use std::sync::Arc;

use tokio_util::sync::CancellationToken;
use tokio_util::task::TaskTracker;
use tracing::{debug, error, warn};
use transport_mux::{Conn, Demux, DemuxBuilder};

use crate::config::FactoryConfig;
use crate::error::{TransportError, TransportResult};
use crate::promise::TransportPromise;
use crate::registry::Registry;
use crate::session::{Role, SessionAssembler, SessionBuilder, StreamSessionAssembler};
use crate::transport::Transport;

/// The external pieces a [`Factory`] drives.
pub struct Collaborators {
    /// Demultiplexer over the physical connection; one sub-connection per
    /// stream identifier.
    pub demux: Arc<dyn Demux>,
    /// Layers the per-transport demultiplexer over a stream's sub-connection.
    pub demux_builder: Arc<dyn DemuxBuilder>,
    pub session_builder: Arc<dyn SessionBuilder>,
    pub assembler: Arc<dyn SessionAssembler>,
}

impl Collaborators {
    pub fn new(
        demux: Arc<dyn Demux>,
        demux_builder: Arc<dyn DemuxBuilder>,
        session_builder: Arc<dyn SessionBuilder>,
    ) -> Self {
        Self {
            demux,
            demux_builder,
            session_builder,
            assembler: Arc::new(StreamSessionAssembler),
        }
    }

    pub fn with_assembler(mut self, assembler: Arc<dyn SessionAssembler>) -> Self {
        self.assembler = assembler;
        self
    }
}

pub(crate) struct FactoryInner {
    pub(crate) config: FactoryConfig,
    pub(crate) demux: Arc<dyn Demux>,
    pub(crate) demux_builder: Arc<dyn DemuxBuilder>,
    pub(crate) session_builder: Arc<dyn SessionBuilder>,
    pub(crate) assembler: Arc<dyn SessionAssembler>,
    pub(crate) registry: Registry,
    pub(crate) tracker: TaskTracker,
    pub(crate) root: CancellationToken,
}

/// Creates transports for incoming and locally requested streams over one
/// physical connection, keeping at most one transport, pending or active,
/// per stream identifier.
#[derive(Clone)]
pub struct Factory {
    inner: Arc<FactoryInner>,
}

impl Factory {
    pub fn new(config: FactoryConfig, collaborators: Collaborators) -> Self {
        Self {
            inner: Arc::new(FactoryInner {
                config,
                demux: collaborators.demux,
                demux_builder: collaborators.demux_builder,
                session_builder: collaborators.session_builder,
                assembler: collaborators.assembler,
                registry: Registry::default(),
                tracker: TaskTracker::new(),
                root: CancellationToken::new(),
            }),
        }
    }

    /// Waits for the next sub-connection the peer opens and starts
    /// negotiating a transport over it as the responder.
    ///
    /// The returned promise must be waited for or canceled. Accept failures
    /// come back as an already settled promise.
    pub async fn accept_transport(&self) -> TransportPromise {
        let conn = match self.inner.demux.accept_conn().await {
            Ok(conn) => conn,
            Err(err) => {
                return TransportPromise::failed(
                    &self.inner.root,
                    "",
                    TransportError::DemuxAcceptFailed {
                        reason: err.to_string(),
                    },
                );
            }
        };

        let promise = TransportPromise::new(&self.inner.root, conn.tag());
        if let Err(err) = self.register_pending(&promise) {
            debug!(stream_id = conn.tag(), error = %err, "rejecting accepted conn");
            if let Err(close_err) = conn.close().await {
                debug!(stream_id = conn.tag(), error = %close_err, "close rejected conn");
            }
            let _ = promise.settle(Err(err));
            return promise;
        }

        self.spawn_negotiation(promise.clone(), conn, Role::Responder);
        promise
    }

    /// Starts negotiating a transport for `stream_id` as the initiator.
    ///
    /// Returns without waiting for the network; the promise must be waited
    /// for or canceled.
    pub fn new_transport(&self, stream_id: &str) -> TransportPromise {
        let promise = TransportPromise::new(&self.inner.root, stream_id);
        if let Err(err) = self.register_pending(&promise) {
            let _ = promise.settle(Err(err));
            return promise;
        }

        let conn = match self.inner.demux.get_conn(stream_id) {
            Ok(conn) => conn,
            Err(err) => {
                let _ = self.inner.registry.settle(
                    &promise,
                    Err(TransportError::DemuxGetFailed {
                        stream_id: stream_id.to_string(),
                        reason: err.to_string(),
                    }),
                );
                return promise;
            }
        };

        self.spawn_negotiation(promise.clone(), conn, Role::Initiator);
        promise
    }

    /// Cancels a transport still being negotiated for `stream_id`, waiting
    /// for it to settle, then closes the active transport if there is one.
    /// Unknown identifiers are ignored.
    pub async fn close_transport(&self, stream_id: &str) {
        if let Some(promise) = self.inner.registry.pending(stream_id) {
            promise.cancel();
            promise.done().await;
        }

        if let Some(transport) = self.inner.registry.active(stream_id) {
            self.inner.registry.remove_active(&transport);
            if let Err(err) = transport.close().await {
                error!(stream_id, error = %err, "close transport");
            }
        }
    }

    /// Closes every active transport. With `cancel_pending_on_close`, pending
    /// negotiations are canceled and awaited first.
    pub async fn close(&self) -> TransportResult<()> {
        if self.inner.config.cancel_pending_on_close {
            for promise in self.inner.registry.pending_promises() {
                promise.cancel();
                promise.done().await;
            }
        }

        let mut result = Ok(());
        for transport in self.inner.registry.drain_active() {
            if let Err(err) = transport.close().await {
                warn!(stream_id = transport.stream_id(), error = %err, "close transport");
                if result.is_ok() {
                    result = Err(err);
                }
            }
        }
        result
    }

    /// Rejects new transports, cancels every pending one, closes the active
    /// ones and waits for every background task to finish.
    pub async fn shutdown(&self) -> TransportResult<()> {
        self.inner.registry.close();
        self.inner.root.cancel();
        for promise in self.inner.registry.pending_promises() {
            promise.done().await;
        }
        let result = self.close().await;
        self.inner.tracker.close();
        self.inner.tracker.wait().await;
        debug!("transport factory stopped");
        result
    }

    pub fn transport(&self, stream_id: &str) -> Option<Arc<Transport>> {
        self.inner.registry.active(stream_id)
    }

    /// Stream identifiers currently being negotiated, sorted.
    pub fn pending_ids(&self) -> Vec<String> {
        self.inner.registry.pending_ids()
    }

    /// Stream identifiers with an active transport, sorted.
    pub fn active_ids(&self) -> Vec<String> {
        self.inner.registry.active_ids()
    }

    fn register_pending(&self, promise: &TransportPromise) -> TransportResult<()> {
        self.inner.registry.register_pending(promise)?;
        debug!(stream_id = promise.stream_id(), "pending transport registered");

        let inner = Arc::clone(&self.inner);
        let promise = promise.clone();
        self.inner.tracker.spawn(async move {
            promise.done().await;
            inner.registry.remove_pending(&promise);
        });
        Ok(())
    }

    fn spawn_negotiation(&self, promise: TransportPromise, conn: Conn, role: Role) {
        let inner = Arc::clone(&self.inner);
        self.inner
            .tracker
            .spawn(async move { inner.negotiate(promise, conn, role).await });
    }
}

_ _ _ _

Copy every line that includes the string "TransportPromise" from the material above.

use crate::promise::TransportPromise;
    pub async fn accept_transport(&self) -> TransportPromise {
                return TransportPromise::failed(
        let promise = TransportPromise::new(&self.inner.root, conn.tag());
    pub fn new_transport(&self, stream_id: &str) -> TransportPromise {
        let promise = TransportPromise::new(&self.inner.root, stream_id);
    fn register_pending(&self, promise: &TransportPromise) -> TransportResult<()> {
    fn spawn_negotiation(&self, promise: TransportPromise, conn: Conn, role: Role) {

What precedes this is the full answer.